Dancing in the late-day sun

Fountain_girl_0307

Study: Girl with Swan on the Fountain of the Three Rivers / Philadelphia, PA / March 2007

Back in November I posted a night-time picture of this fountain on Logan Circle. The water is turned off for the winter and hasn't yet been turned back on, allowing for a better study of the figures. (When the fountain is on, water spouts from the swan's mouth.) The girl was basking in the late-day sun. Look how her hands seem to melt into the swan's feathers. And look at the position of her arms and hands -- I think that she is dancing out there on the parkway.


Anything is possible

Indianbedspread

Peacocks on Indian-print Fabric / March 2007

"In America, anything is possible." That's what an immigrant father from India tells his son in the movie The Namesake (based on the novel by Jhumpa Lahiri and directed by Mira Nair). The movie is full of vivid images and sounds of India and America and we were riveted to our seats the whole time -- all the way through the credits. When we got up to leave, an Indian couple came into the theater so we asked about some of the things we had seen in the movie and had a wonderful chat about India and America (both of their sons were married here in Indian ceremonies -- one in Atlanta -- that included the tradition of the groom arriving on a horse). Another couple came in and the woman announced that her granddaughter had been an intern on the movie (I told her to sit through the credits to see her grandaughter's name). In America, anything is possible: you can you go to a movie about an Indian immigrant couple in America and meet an Indian immigrant couple in the movie theater and the grandmother of an intern on the movie and then go for lunch at a Jewish Deli and have the best "Reuben Sandwich" that you've ever had (made with pastrami).


Change your perspective

Crocusfromground

Crocus-eye Perspective / March 2007

Try looking at things from a different visual perspective. How does it feel? Does what you see surprise you?

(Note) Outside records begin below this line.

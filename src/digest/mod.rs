//! Extractive digest of a result set.
//!
//! The digest is one bullet per top-ranked result, holding the first sentence
//! of that result's summary. Results whose summary has no detectable sentence
//! contribute nothing; later results do not move up to take their place.

use unicode_segmentation::UnicodeSegmentation;

use crate::models::ResultSet;

/// Number of top results considered for the digest.
pub const DIGEST_RESULTS: usize = 3;

/// Prefix of every digest line.
pub const BULLET: &str = "• ";

const TERMINALS: &[char] = &['.', '!', '?', '…', '。', '！', '？'];
const CLOSERS: &[char] = &['"', '\'', ')', ']', '}', '”', '’', '»'];
const OPENERS: &[char] = &['"', '\'', '(', '[', '{', '“', '‘', '«'];

/// Lowercased tokens that end with a period without ending a sentence.
const ABBREVIATIONS: &[&str] = &[
    "dr.", "mr.", "mrs.", "ms.", "prof.", "fig.", "figs.", "eq.", "eqs.", "sec.", "al.", "vs.",
    "i.e.", "e.g.", "cf.", "approx.",
];

/// Build the digest for `results`. Empty for an empty result set.
///
/// Line breaks inside a sentence are folded into single spaces so every
/// bullet stays on one line.
pub fn digest(results: &ResultSet) -> String {
    results
        .iter()
        .take(DIGEST_RESULTS)
        .filter_map(|result| first_sentence(&result.summary))
        .map(|sentence| format!("{}{}", BULLET, sentence.split_whitespace().collect::<Vec<_>>().join(" ")))
        .collect::<Vec<_>>()
        .join("\n")
}

/// The first complete sentence of `text`, trimmed.
///
/// Boundaries follow Unicode sentence segmentation (UAX #29), with two
/// corrections: leading segments without terminal punctuation (a title line,
/// a hard-wrapped clause) belong to the sentence that follows them, and a
/// segment ending in a known abbreviation or an initialism such as `U.S.`
/// continues into the next one. Returns `None` when no segment ends with
/// terminal punctuation.
pub fn first_sentence(text: &str) -> Option<&str> {
    let mut segments = text.split_sentence_bound_indices().peekable();

    while let Some((start, segment)) = segments.next() {
        let segment = segment.trim();
        if !is_terminated(segment) {
            continue;
        }
        if ends_with_abbreviation(segment) && segments.peek().is_some() {
            continue;
        }
        let end = start + segment.len() + leading_whitespace(text, start);
        return Some(text[..end].trim());
    }
    None
}

fn leading_whitespace(text: &str, start: usize) -> usize {
    let rest = &text[start..];
    rest.len() - rest.trim_start().len()
}

fn is_terminated(segment: &str) -> bool {
    segment
        .trim_end_matches(CLOSERS)
        .ends_with(TERMINALS)
}

fn ends_with_abbreviation(segment: &str) -> bool {
    let Some(token) = segment.trim_end_matches(CLOSERS).split_whitespace().last() else {
        return false;
    };
    let token = token.trim_start_matches(OPENERS);
    let lowered = token.to_lowercase();
    ABBREVIATIONS.contains(&lowered.as_str()) || is_initialism(token)
}

/// `U.S.`, `U.K.`, `E.U.`: two or more single capitals, each followed by a period.
fn is_initialism(token: &str) -> bool {
    let Some(body) = token.strip_suffix('.') else {
        return false;
    };
    let letters: Vec<&str> = body.split('.').collect();
    letters.len() >= 2
        && letters.iter().all(|part| {
            let mut chars = part.chars();
            matches!((chars.next(), chars.next()), (Some(c), None) if c.is_uppercase())
        })
}

#[cfg(test)]
mod tests {
    use super::*;
    use crate::models::{PaperRecord, ScoredResult};

    fn results(summaries: &[&str]) -> ResultSet {
        let ranked = summaries
            .iter()
            .enumerate()
            .map(|(i, summary)| {
                let record = PaperRecord::new(format!("p{}", i), *summary);
                ScoredResult::from_record(&record, 1.0 - i as f32 * 0.1)
            })
            .collect();
        ResultSet::from_ranked(ranked)
    }

    #[test]
    fn test_empty_results() {
        assert_eq!(digest(&ResultSet::empty()), "");
    }

    #[test]
    fn test_summary_without_sentence_end_yields_nothing() {
        assert_eq!(digest(&results(&["a summary with no ending punctuation"])), "");
        assert_eq!(first_sentence("   "), None);
    }

    #[test]
    fn test_first_sentence_of_each_result_in_rank_order() {
        let digest = digest(&results(&[
            "Transformers replace recurrence. They scale well.",
            "Graph networks pass messages!  Nodes aggregate.",
            "Why does dropout work? We analyze it.",
        ]));

        assert_eq!(
            digest,
            "• Transformers replace recurrence.\n• Graph networks pass messages!\n• Why does dropout work?"
        );
    }

    #[test]
    fn test_only_top_three_results() {
        let digest = digest(&results(&["One.", "Two.", "Three.", "Four."]));
        assert_eq!(digest.lines().count(), 3);
        assert!(!digest.contains("Four."));
    }

    #[test]
    fn test_skipped_result_is_not_backfilled() {
        let digest = digest(&results(&["One.", "no sentence here", "Three.", "Four."]));
        assert_eq!(digest, "• One.\n• Three.");
    }

    #[test]
    fn test_sentence_detection_details() {
        assert_eq!(
            first_sentence("We test a model, e.g. the baseline. It fails."),
            Some("We test a model, e.g. the baseline.")
        );
        assert_eq!(
            first_sentence("Accuracy rose by 3.5 points. Latency fell."),
            Some("Accuracy rose by 3.5 points.")
        );
        assert_eq!(
            first_sentence("They report \"robust gains.\" Others disagree."),
            Some("They report \"robust gains.\"")
        );
        assert_eq!(first_sentence("  Leading whitespace.  "), Some("Leading whitespace."));
    }

    #[test]
    fn test_unterminated_lead_joins_following_sentence() {
        assert_eq!(
            first_sentence("A model without a period\nbut a second line that ends."),
            Some("A model without a period\nbut a second line that ends.")
        );
        assert_eq!(
            first_sentence("Background\nWe propose X. More follows."),
            Some("Background\nWe propose X.")
        );
    }

    #[test]
    fn test_multiline_summary_digest_stays_on_one_line() {
        let digest = digest(&results(&["Deep models\nfor protein folding. Extra detail."]));
        assert_eq!(digest, "• Deep models for protein folding.");
    }

    #[test]
    fn test_abbreviations_do_not_end_sentences() {
        assert_eq!(
            first_sentence("Dr. Smith proposes a new optimizer. It converges faster."),
            Some("Dr. Smith proposes a new optimizer.")
        );
        assert_eq!(
            first_sentence("Results match (Fig. 3) and the bound holds. Proofs follow."),
            Some("Results match (Fig. 3) and the bound holds.")
        );
    }

    #[test]
    fn test_initialisms_do_not_end_sentences() {
        assert_eq!(
            first_sentence("We compare against U.S. Census data. Results hold."),
            Some("We compare against U.S. Census data.")
        );
        assert_eq!(
            first_sentence("Data come from the U.S."),
            Some("Data come from the U.S.")
        );
        assert!(is_initialism("U.K."));
        assert!(!is_initialism("X."));
        assert!(!is_initialism("Census."));
    }
}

Try looking at things with a different cognitive perspective, i.e., point-of-view (a context for opinions, beliefs, and experiences). What do you think?


To know beauty

Crocusinrain

One week 3 inches of freezing sleet covered the ground, and the next week the new life of blooming crocuses had pushed their way into the world / March 2007

THE ESSENCE OF DESIRE

I did not have to ask my heart
what it wanted, because of all the desires
I have ever known just one did I cling to
for it was the essence of all desire:

        to know beauty.

~ St. John of the Cross (a mystical poet)


Go beyond Z

Alphabet_letter_z

Letter Z from “Alphabet after Serlio” (Brown, Frank Chouteau: “Letters & Lettering: A Treatise With 200 Examples,” 1921) [image via fromoldbooks.org]

My alphabet starts with this letter called yuzz.
It's the letter I use to spell yuzz-a-ma-tuzz.
You'll be sort of surprised what there is to be found once you go beyond 'Z' and start poking around!
   ~ Dr. Seuss


Inkdrops

Alphabet_89century

Ornamental Calligraphy Alphabet; 8th and 9th Centuries; Anglo-Saxon (Delamotte, F.: “Ornamental Alphabets, Ancient and Mediæval,” 1879) [image via fromoldbooks.org]

I am tired, Beloved,
of chafing my heart against
the want of you;
of squeezing it into little inkdrops,
And posting it.
    ~ Amy Lowell, "The Letter"


To obtain a more pleasant effect

Letter_proportions

Width Proportions of Modern Roman Capitals [Fig. 3] (Source: Brown, Frank Chouteau: “Letters & Lettering: A Treatise With 200 Examples,” 1921)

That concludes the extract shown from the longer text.